Following the first summit of the International Solar Alliance held in New Delhi recently, the Indian government has announced assistance worth $1 billion for implementation of solar power projects across several countries in Africa.
The Indian Ministry for External Affairs has outlined guidelines to make available the $1 billion assistance for 23 projects across 13 countries in Africa. These countries include Benin, Burkina Faso, Chad, Mali, Niger, Togo, Guinea, Democratic Republic Congo, Ghana, and Nigeria.
The International Solar Alliance was an idea floated by the Indian Prime Minister Narendra Modi, and was launched in collaboration with the French government at the climate change summit in 2017.
The aim of the ISA is to support installation of 1,000 gigawatts of solar power capacity by 2030 globally. The Alliance also fits well in India’s strategic aspirations.
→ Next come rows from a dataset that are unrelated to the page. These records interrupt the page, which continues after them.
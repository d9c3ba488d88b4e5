//! Integration test modules.

mod hunt_flow_test;
mod progression_test;
mod skip_reset_test;
//! Lifetime stats and streak tracking.
//!
//! Every mission completion lands here exactly once; the completion
//! marker in storage gates the call, so a replayed finish signal never
//! double-counts.

use std::sync::Arc;

use chrono::{NaiveDate, Utc};
use serde::Serialize;
use uuid::Uuid;

use super::types::HunterStats;
use crate::storage::{HuntStore, StorageError};
use crate::tracking::types::MissionCategory;

/// Fold one mission completion into the stats row.
///
/// Streak rules, all in UTC calendar days:
/// - already active today: totals grow, streak unchanged
/// - last active yesterday: streak extends
/// - anything else (gap or first ever): streak restarts at 1
pub fn apply_completion(stats: &mut HunterStats, distance_km: f64, today: NaiveDate) {
    stats.total_missions += 1;
    stats.total_distance_km += distance_km;

    match stats.last_active_date {
        Some(last) if last == today => {}
        Some(last) if last.succ_opt() == Some(today) => {
            stats.current_streak += 1;
            stats.total_active_days += 1;
        }
        _ => {
            stats.current_streak = 1;
            stats.total_active_days += 1;
        }
    }

    stats.last_active_date = Some(today);

    if stats.current_streak > stats.longest_streak {
        stats.longest_streak = stats.current_streak;
    }
}

/// Per-category slice of the stats view.
#[derive(Debug, Clone, Serialize)]
pub struct CategoryCount {
    pub category: MissionCategory,
    pub completed: i64,
}

/// Read-side stats view. `current_streak` here is the effective value:
/// zero when the stored streak has already lapsed.
#[derive(Debug, Clone, Serialize)]
pub struct StatsOverview {
    pub hunter_id: Uuid,
    pub total_missions: i64,
    pub total_distance_km: f64,
    pub current_streak: i64,
    pub longest_streak: i64,
    pub total_active_days: i64,
    pub last_active_date: Option<NaiveDate>,
    pub categories: Vec<CategoryCount>,
}

/// Stats tracker.
pub struct StatsTracker {
    store: Arc<dyn HuntStore>,
}

impl StatsTracker {
    /// Create a new stats tracker.
    pub fn new(store: Arc<dyn HuntStore>) -> Self {
        Self { store }
    }

    /// Record a completed mission and return the updated stats.
    pub fn record_mission(
        &self,
        hunter_id: Uuid,
        distance_km: f64,
    ) -> Result<HunterStats, StorageError> {
        let today = Utc::now().date_naive();

        self.store.update_hunter_stats(hunter_id, &mut |stats| {
            apply_completion(stats, distance_km, today);
        })
    }

    /// Current stats with the lapsed-streak correction applied.
    pub fn overview(&self, hunter_id: Uuid) -> Result<StatsOverview, StorageError> {
        let stats = self.store.hunter_stats(hunter_id)?;
        let breakdown = self.store.category_breakdown(hunter_id)?;
        let today = Utc::now().date_naive();

        Ok(StatsOverview {
            hunter_id,
            total_missions: stats.total_missions,
            total_distance_km: stats.total_distance_km,
            current_streak: stats.effective_streak(today),
            longest_streak: stats.longest_streak,
            total_active_days: stats.total_active_days,
            last_active_date: stats.last_active_date,
            categories: breakdown
                .into_iter()
                .map(|(category, completed)| CategoryCount {
                    category,
                    completed,
                })
                .collect(),
        })
    }
}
Sources told Indian news agencies that solar modules will be supplied by Indian manufacturers, likely at rates cheaper than those from Chinese manufacturers. If this is indeed the case, it would extend the trade war between Indian and Chinese solar cell and module manufacturers to outside the continent.
What India practices is by no means unethical or uncommon. Several initial solar power projects under India’s National Solar Mission were commissioned with debt funding from American banks, including the United States Export-Import Bank. All these projects used solar modules from American companies, mostly from First Solar.
By offering a line of credit to African countries, India would not only achieve its strategic goals but also open a new market for its ailing domestic solar module manufacturers.
Not long ago there were media reports that the Indian government would allow the Solar Energy Corporation of India to open offices in other countries with a goal to enable quicker and easier implementation of solar energy policy and infrastructure. SECI is responsible for formulation and implementation of solar as well as wind energy policies in India.